When I was thinking about why the Doctrine of the Trinity should matter to us even a little, I remembered what Hugh so often says in talking about what they do at Love Wins, “Homelessness is not an economic problem. Homelessness is a relationship problem.” And I realized that most of what ails all of us are relationship problems. I realized that the healings Jesus performed were not about curing a person of a particular illness or disability, but about healing broken relationships and restoring people to community.
This is what Jesus is doing in our text this morning from Matthew. Jesus gives us the Great Commission to go out into the world and baptize people in the name of the Father and of the Son and of the Holy Spirit. Which means, really, to go out into the world and invite people into a connection with the source of all life and create space for them to connect to one another. Because the Holy Trinity is our model of what it means to be beloved community. The Great Commission sends us out into a world where, as my friend Jenn Frayer-Griggs says about her work on the South Side hosting The Table, “Everyone is hungry for something.”( http://thetableministry.blogspot.com) What unifies us all across race, class, age, and every life situation from the homeless addict on Carson Street to the lady in Sewickley Heights who just received a breast cancer diagnosis is the need to be connected. We need to be connected to the crazy, unfathomable, un-doctrinated Holy Spark of life that each one of us carry within us. The same spark constantly fueled by the “ruach,” the breath of life that blew across the dark and formless void at the beginning of time.

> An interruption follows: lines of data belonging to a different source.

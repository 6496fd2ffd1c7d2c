//! Durable record of the last consumed update id.
//!
//! The cursor only moves forward. The in-memory value may run ahead of the
//! persisted one; `changed()` reports that gap until a `save()` succeeds.

use std::{
    fs, io,
    path::{Path, PathBuf},
};

use serde::{Deserialize, Serialize};
use tracing::{info, warn};

use crate::{errors::Error, utils::write_atomic, Result};

pub const CURSOR_FILE_NAME: &str = "status.json";

#[derive(Debug, Default, Serialize, Deserialize)]
struct CursorRecord {
    #[serde(default)]
    last_update: i64,
}

#[derive(Debug)]
pub struct CursorStore {
    path: PathBuf,
    last_update: i64,
    changed: bool,
}

impl CursorStore {
    /// Load `<working_dir>/status.json`, starting from zero when it does not exist yet.
    ///
    /// Any other read or parse failure is returned; callers treat it as fatal.
    pub fn load(working_dir: &Path) -> Result<Self> {
        let path = working_dir.join(CURSOR_FILE_NAME);
        info!(path = %path.display(), "loading cursor");

        let txt = match fs::read_to_string(&path) {
            Ok(txt) => txt,
            Err(e) if e.kind() == io::ErrorKind::NotFound => {
                info!("no cursor file, starting from zero");
                return Ok(Self::fresh(path));
            }
            Err(e) => return Err(Error::Io(e)),
        };
        if txt.trim().is_empty() {
            return Ok(Self::fresh(path));
        }

        let record: CursorRecord = serde_json::from_str(&txt)?;
        info!(last_update = record.last_update, "cursor loaded");
        Ok(Self {
            path,
            last_update: record.last_update,
            changed: false,
        })
    }

    fn fresh(path: PathBuf) -> Self {
        Self {
            path,
            last_update: 0,
            changed: false,
        }
    }

    pub fn path(&self) -> &Path {
        &self.path
    }

    pub fn last_update(&self) -> i64 {
        self.last_update
    }

    /// Offset for the next fetch: only updates after the cursor.
    pub fn next_offset(&self) -> i64 {
        self.last_update.saturating_add(1)
    }

    pub fn changed(&self) -> bool {
        self.changed
    }

    /// Advance the cursor. Equal ids are ignored; lower ids are ignored with a warning.
    pub fn set_update(&mut self, update_id: i64) {
        if update_id == self.last_update {
            return;
        }
        if update_id < self.last_update {
            warn!(
                update_id,
                last_update = self.last_update,
                "update id is behind the cursor, ignoring"
            );
            return;
        }
        self.last_update = update_id;
        self.changed = true;
    }

    /// Persist the cursor if it changed since the last successful save.
    ///
    /// The write and fsync run on the blocking pool. On failure the dirty flag
    /// stays set so the next cycle tries again.
    pub async fn save(&mut self) -> Result<()> {
        if !self.changed {
            return Ok(());
        }
        let path = self.path.clone();
        let last_update = self.last_update;
        tokio::task::spawn_blocking(move || write_record(&path, last_update))
            .await
            .map_err(|e| Error::Persistence {
                path: self.path.clone(),
                reason: e.to_string(),
            })??;
        self.changed = false;
        info!(last_update, "cursor saved");
        Ok(())
    }
}

fn write_record(path: &Path, last_update: i64) -> Result<()> {
    let txt = serde_json::to_vec(&CursorRecord { last_update })?;
    write_atomic(path, &txt).map_err(|e| Error::Persistence {
        path: path.to_path_buf(),
        reason: e.to_string(),
    })
}

#[cfg(test)]
mod tests {
    use super::*;

    #[test]
    fn missing_file_starts_at_zero() {
        let dir = tempfile::tempdir().unwrap();
        let store = CursorStore::load(dir.path()).unwrap();
        assert_eq!(store.last_update(), 0);
        assert_eq!(store.next_offset(), 1);
        assert!(!store.changed());
        assert_eq!(store.path(), dir.path().join(CURSOR_FILE_NAME));
    }

    #[test]
    fn empty_file_starts_at_zero() {
        let dir = tempfile::tempdir().unwrap();
        fs::write(dir.path().join(CURSOR_FILE_NAME), "  \n").unwrap();
        let store = CursorStore::load(dir.path()).unwrap();
        assert_eq!(store.last_update(), 0);
    }

    #[test]
    fn corrupt_file_is_an_error() {
        let dir = tempfile::tempdir().unwrap();
        fs::write(dir.path().join(CURSOR_FILE_NAME), "{\"last_update\": ").unwrap();
        let err = CursorStore::load(dir.path()).unwrap_err();
        assert!(matches!(err, Error::Json(_)));
    }

    #[test]
    fn unreadable_record_is_an_error() {
        let dir = tempfile::tempdir().unwrap();
        fs::create_dir(dir.path().join(CURSOR_FILE_NAME)).unwrap();
        assert!(CursorStore::load(dir.path()).is_err());
    }

    #[test]
    fn cursor_ends_at_max_of_all_updates() {
        let dir = tempfile::tempdir().unwrap();
        let mut store = CursorStore::load(dir.path()).unwrap();

        let mut seen_max = 0;
        for id in [3, 1, 7, 7, 5, 12, 11, 2] {
            let before = store.last_update();
            store.set_update(id);
            assert!(store.last_update() >= before);
            seen_max = seen_max.max(id);
            assert_eq!(store.last_update(), seen_max);
        }
        assert_eq!(store.last_update(), 12);
    }

    #[test]
    fn equal_or_lower_ids_do_not_mark_dirty() {
        let dir = tempfile::tempdir().unwrap();
        fs::write(dir.path().join(CURSOR_FILE_NAME), r#"{"last_update":10}"#).unwrap();
        let mut store = CursorStore::load(dir.path()).unwrap();

        store.set_update(10);
        store.set_update(4);
        assert_eq!(store.last_update(), 10);
        assert!(!store.changed());

        store.set_update(11);
        assert!(store.changed());
    }

    #[tokio::test]
    async fn save_round_trips_through_load() {
        let dir = tempfile::tempdir().unwrap();
        let mut store = CursorStore::load(dir.path()).unwrap();
        store.set_update(42);
        store.save().await.unwrap();
        assert!(!store.changed());

        let txt = fs::read_to_string(store.path()).unwrap();
        let v: serde_json::Value = serde_json::from_str(&txt).unwrap();
        assert_eq!(v, serde_json::json!({"last_update": 42}));

        let reloaded = CursorStore::load(dir.path()).unwrap();
        assert_eq!(reloaded.last_update(), 42);
        assert_eq!(reloaded.next_offset(), 43);
    }

    #[tokio::test]
    async fn second_save_without_changes_does_not_write() {
        let dir = tempfile::tempdir().unwrap();
        let mut store = CursorStore::load(dir.path()).unwrap();
        store.set_update(5);
        store.save().await.unwrap();

        // If the second save wrote anything, the record would reappear.
        fs::remove_file(store.path()).unwrap();
        store.save().await.unwrap();
        assert!(!store.path().exists());
    }

    #[tokio::test]
    async fn failed_save_keeps_dirty_flag() {
        let dir = tempfile::tempdir().unwrap();
        let blocker = dir.path().join("not-a-dir");
        fs::write(&blocker, "x").unwrap();

        let mut store = CursorStore::load(dir.path()).unwrap();
        store.path = blocker.join(CURSOR_FILE_NAME);
        store.set_update(9);

        let err = store.save().await.unwrap_err();
        assert!(matches!(err, Error::Persistence { .. }));
        assert!(store.changed());
        assert_eq!(store.last_update(), 9);

        store.path = dir.path().join(CURSOR_FILE_NAME);
        store.save().await.unwrap();
        assert!(!store.changed());
    }

    #[test]
    fn next_offset_saturates_at_the_top_of_the_range() {
        let dir = tempfile::tempdir().unwrap();
        fs::write(
            dir.path().join(CURSOR_FILE_NAME),
            format!(r#"{{"last_update":{}}}"#, i64::MAX),
        )
        .unwrap();
        let store = CursorStore::load(dir.path()).unwrap();
        assert_eq!(store.next_offset(), i64::MAX);
    }
}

We need to open ourselves up to the dance of the Trinity more than we need to understand the doctrine of the Trinity. We need to experience the Trinity because without it, our faith becomes dried up and useless. Without the Trinity, we are left with a God who sits in isolated splendor somewhere up in the clouds, useless and irrelevant and passionless. We need the God who is personally involved, who understands our pain, and who is not somewhere out there, but a presence with us in every breath. We need the God made known in Jesus — dynamic, involved, always relating, cherishing, shining, revealing, expressing, giving. We need the God made known in the Spirit to move through us with every breath, whisper in our ear, surprise us, kick us in the rear end, and comfort us in our grief. That’s the kind of God we need when receive the bad diagnosis or when a beloved spouse dies or when the bank comes knocking on our door with a foreclosure notice or when a relationship we depend upon crumbles in our hands. That’s the God who will slog with us through the terrible days and celebrate with us on the good ones.
So maybe the Holy Trinity is a dusty doctrine that I cannot preach or explain to you. But the Trinity is a relationship that you and I can experience when we breathe in its love that is constantly poured out for us in this life. And even unto the end of the age. Thanks be to God. Amen.